2) São considerados critérios menores para o diagnóstico de Febre Reumática, exceto:
a) Leucocitose
b) Febre
c) Aumento da velocidade de hemossedimentação
d) Aumento de alfa 1 glicoproteína ácida (mucoproteína)
e) Espaço PR maior que 0,2 segundos no ECG
3) Marque a alternativa correta em relação à cardite reumática:
a) O sopro mais freqüente é do tipo sistólico, apical, com irradiação para axila e representa insuficiência mitral.
b) Está frequentemente associada aos nódulos subcutâneos e eritema marginado.
c) Está presente em 100 % dos pacientes com febre reumática
d) Acomete principalmente válvula aórtica seguida de mitral, tricúspide e pulmonar.
e) Depois da doença de Kawasaki, é a principal causa de cardiopatia adquirida nos países em desenvolvimento.

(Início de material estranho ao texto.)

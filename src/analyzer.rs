//! The analyzer wrapper: a lazily bound, shared classification backend.
//!
//! The backend is not a process-wide global. A [`SentimentAnalyzer`] is built
//! once at startup with a [`BackendFactory`] and handed to whatever needs
//! classification; the factory runs on first use and its result is kept for
//! the life of the analyzer.

use crate::core::{ClassificationResult, Result};
use crate::pipelines::sentiment_analysis_pipeline::SentimentAnalysisPipelineBuilder;
use crate::pipelines::utils::{DeviceRequest, DeviceSelectable};
use std::future::Future;
use std::pin::Pin;
use std::sync::Arc;
use tokio::sync::OnceCell;

/// Anything that can turn text into a sentiment label and score.
pub trait ClassificationBackend: Send + Sync {
    fn classify(&self, text: &str) -> Result<ClassificationResult>;

    /// One result per input, in input order.
    fn classify_batch(&self, texts: &[&str]) -> Result<Vec<ClassificationResult>>;
}

pub type SharedBackend = Arc<dyn ClassificationBackend>;

pub type BackendFuture = Pin<Box<dyn Future<Output = Result<SharedBackend>> + Send>>;

/// Creates the backend for a model name. Called at most once per analyzer.
pub type BackendFactory = Box<dyn Fn(String) -> BackendFuture + Send + Sync>;

pub struct SentimentAnalyzer {
    model_name: String,
    factory: BackendFactory,
    backend: OnceCell<SharedBackend>,
}

impl SentimentAnalyzer {
    pub fn new(model_name: impl Into<String>, factory: BackendFactory) -> Self {
        Self {
            model_name: model_name.into(),
            factory,
            backend: OnceCell::new(),
        }
    }

    /// An analyzer whose backend downloads `model_name` from the hub and runs
    /// it locally as a DistilBERT classifier.
    pub fn from_hub(
        model_name: impl Into<String>,
        revision: impl Into<String>,
        device: DeviceRequest,
    ) -> Self {
        let revision = revision.into();
        let factory: BackendFactory = Box::new(move |model_name: String| {
            let revision = revision.clone();
            let device = device.clone();
            Box::pin(async move {
                let pipeline = SentimentAnalysisPipelineBuilder::distilbert(model_name)
                    .revision(revision)
                    .device_request(device)
                    .build()
                    .await?;
                Ok(Arc::new(pipeline) as SharedBackend)
            }) as BackendFuture
        });
        Self::new(model_name, factory)
    }

    /// An analyzer bound to an already constructed backend.
    pub fn with_backend(model_name: impl Into<String>, backend: SharedBackend) -> Self {
        let factory: BackendFactory = Box::new(|model_name: String| {
            Box::pin(async move {
                Err::<SharedBackend, _>(crate::core::SentimentError::Config(format!(
                    "backend for {model_name} was expected to be preset"
                )))
            }) as BackendFuture
        });
        Self {
            model_name: model_name.into(),
            factory,
            backend: OnceCell::new_with(Some(backend)),
        }
    }

    pub fn model_name(&self) -> &str {
        &self.model_name
    }

    pub fn is_loaded(&self) -> bool {
        self.backend.initialized()
    }

    /// Binds the backend if that has not happened yet and returns it.
    ///
    /// Concurrent callers wait for a single initialisation. A failed
    /// initialisation leaves the analyzer unbound, so the next call tries again.
    pub async fn load(&self) -> Result<SharedBackend> {
        let backend = self
            .backend
            .get_or_try_init(|| {
                tracing::info!(model = %self.model_name, "binding classification backend");
                (self.factory)(self.model_name.clone())
            })
            .await?;
        Ok(Arc::clone(backend))
    }

    /// Classifies one text. The text is passed through unvalidated.
    pub async fn analyze(&self, text: &str) -> Result<ClassificationResult> {
        let backend = self.load().await?;
        let text = text.to_owned();
        let result = tokio::task::spawn_blocking(move || backend.classify(&text)).await??;
        tracing::debug!(label = %result.label, score = result.score, "analyzed text");
        Ok(result)
    }

    /// Classifies every text with a single backend call, preserving order.
    pub async fn analyze_batch(&self, texts: &[String]) -> Result<Vec<ClassificationResult>> {
        let backend = self.load().await?;
        let texts = texts.to_vec();
        let results = tokio::task::spawn_blocking(move || {
            let borrowed: Vec<&str> = texts.iter().map(String::as_str).collect();
            backend.classify_batch(&borrowed)
        })
        .await??;
        tracing::debug!(count = results.len(), "analyzed batch");
        Ok(results)
    }
}

impl std::fmt::Debug for SentimentAnalyzer {
    fn fmt(&self, f: &mut std::fmt::Formatter<'_>) -> std::fmt::Result {
        f.debug_struct("SentimentAnalyzer")
            .field("model_name", &self.model_name)
            .field("loaded", &self.is_loaded())
            .finish()
    }
}

#[cfg(test)]
mod tests {
    use super::*;
    use crate::core::SentimentError;
    use std::sync::atomic::{AtomicUsize, Ordering};

    /// Labels a text "Positive" if it contains "love", else "Negative".
    struct KeywordBackend;

    impl ClassificationBackend for KeywordBackend {
        fn classify(&self, text: &str) -> Result<ClassificationResult> {
            let label = if text.contains("love") { "Positive" } else { "Negative" };
            Ok(ClassificationResult::new(label, 0.9))
        }

        fn classify_batch(&self, texts: &[&str]) -> Result<Vec<ClassificationResult>> {
            texts.iter().map(|text| self.classify(text)).collect()
        }
    }

    struct FailingBackend;

    impl ClassificationBackend for FailingBackend {
        fn classify(&self, _text: &str) -> Result<ClassificationResult> {
            Err(SentimentError::Inference("backend exploded".into()))
        }

        fn classify_batch(&self, _texts: &[&str]) -> Result<Vec<ClassificationResult>> {
            Err(SentimentError::Inference("backend exploded".into()))
        }
    }

    fn counting_analyzer(calls: Arc<AtomicUsize>) -> SentimentAnalyzer {
        SentimentAnalyzer::new(
            "test/model",
            Box::new(move |name: String| {
                let calls = Arc::clone(&calls);
                Box::pin(async move {
                    assert_eq!(name, "test/model");
                    calls.fetch_add(1, Ordering::SeqCst);
                    Ok(Arc::new(KeywordBackend) as SharedBackend)
                }) as BackendFuture
            }),
        )
    }

    #[tokio::test]
    async fn backend_is_bound_lazily_and_once() {
        let calls = Arc::new(AtomicUsize::new(0));
        let analyzer = counting_analyzer(Arc::clone(&calls));
        assert!(!analyzer.is_loaded());
        assert_eq!(calls.load(Ordering::SeqCst), 0);

        analyzer.analyze("I love it").await.unwrap();
        analyzer.analyze("meh").await.unwrap();
        analyzer
            .analyze_batch(&["a".to_string(), "b".to_string()])
            .await
            .unwrap();

        assert!(analyzer.is_loaded());
        assert_eq!(calls.load(Ordering::SeqCst), 1);
    }

    #[tokio::test]
    async fn concurrent_first_calls_initialise_once() {
        let calls = Arc::new(AtomicUsize::new(0));
        let analyzer = Arc::new(counting_analyzer(Arc::clone(&calls)));

        let handles: Vec<_> = (0..8)
            .map(|_| {
                let analyzer = Arc::clone(&analyzer);
                tokio::spawn(async move { analyzer.analyze("I love it").await })
            })
            .collect();
        for handle in handles {
            handle.await.unwrap().unwrap();
        }

        assert_eq!(calls.load(Ordering::SeqCst), 1);
    }

    #[tokio::test]
    async fn batch_preserves_order_and_length() {
        let analyzer = SentimentAnalyzer::with_backend("test/model", Arc::new(KeywordBackend));
        let results = analyzer
            .analyze_batch(&["terrible".to_string(), "I love it".to_string()])
            .await
            .unwrap();
        assert_eq!(results.len(), 2);
        assert_eq!(results[0].label, "Negative");
        assert_eq!(results[1].label, "Positive");
    }

    #[tokio::test]
    async fn backend_errors_propagate_unchanged() {
        let analyzer = SentimentAnalyzer::with_backend("test/model", Arc::new(FailingBackend));
        let err = analyzer.analyze("anything").await.unwrap_err();
        assert!(matches!(err, SentimentError::Inference(ref msg) if msg == "backend exploded"));
    }

    #[tokio::test]
    async fn failed_load_is_retried_on_next_call() {
        let calls = Arc::new(AtomicUsize::new(0));
        let counter = Arc::clone(&calls);
        let analyzer = SentimentAnalyzer::new(
            "test/model",
            Box::new(move |_: String| {
                let counter = Arc::clone(&counter);
                Box::pin(async move {
                    if counter.fetch_add(1, Ordering::SeqCst) == 0 {
                        Err(SentimentError::Download("hub unreachable".into()))
                    } else {
                        Ok(Arc::new(KeywordBackend) as SharedBackend)
                    }
                }) as BackendFuture
            }),
        );

        let err = analyzer.analyze("I love it").await.unwrap_err();
        assert!(matches!(err, SentimentError::Download(_)));
        assert!(!analyzer.is_loaded());

        let result = analyzer.analyze("I love it").await.unwrap();
        assert_eq!(result.label, "Positive");
        assert_eq!(calls.load(Ordering::SeqCst), 2);
    }

    #[tokio::test]
    async fn preset_backend_is_already_loaded() {
        let analyzer = SentimentAnalyzer::with_backend("test/model", Arc::new(KeywordBackend));
        assert!(analyzer.is_loaded());
        assert_eq!(analyzer.model_name(), "test/model");
    }
}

4) Em relação à profilaxia secundária da febre reumática, marque a incorreta:
a) Tem como objetivo impedir recorrências
b) Deve ser feita com penicilina benzatina de 21/21 dias
c) A suspensão vai depender da intensidade e do número de articulações acometidas
d) Paciente sem comprometimento cardíaco encerra a profilaxia aos 18 anos de idade ou 5 anos após o último surto
e) Paciente com comprometimento cardíaco apenas na fase aguda, encerra a profilaxia aos 25 anos ou 10 anos após o último surto.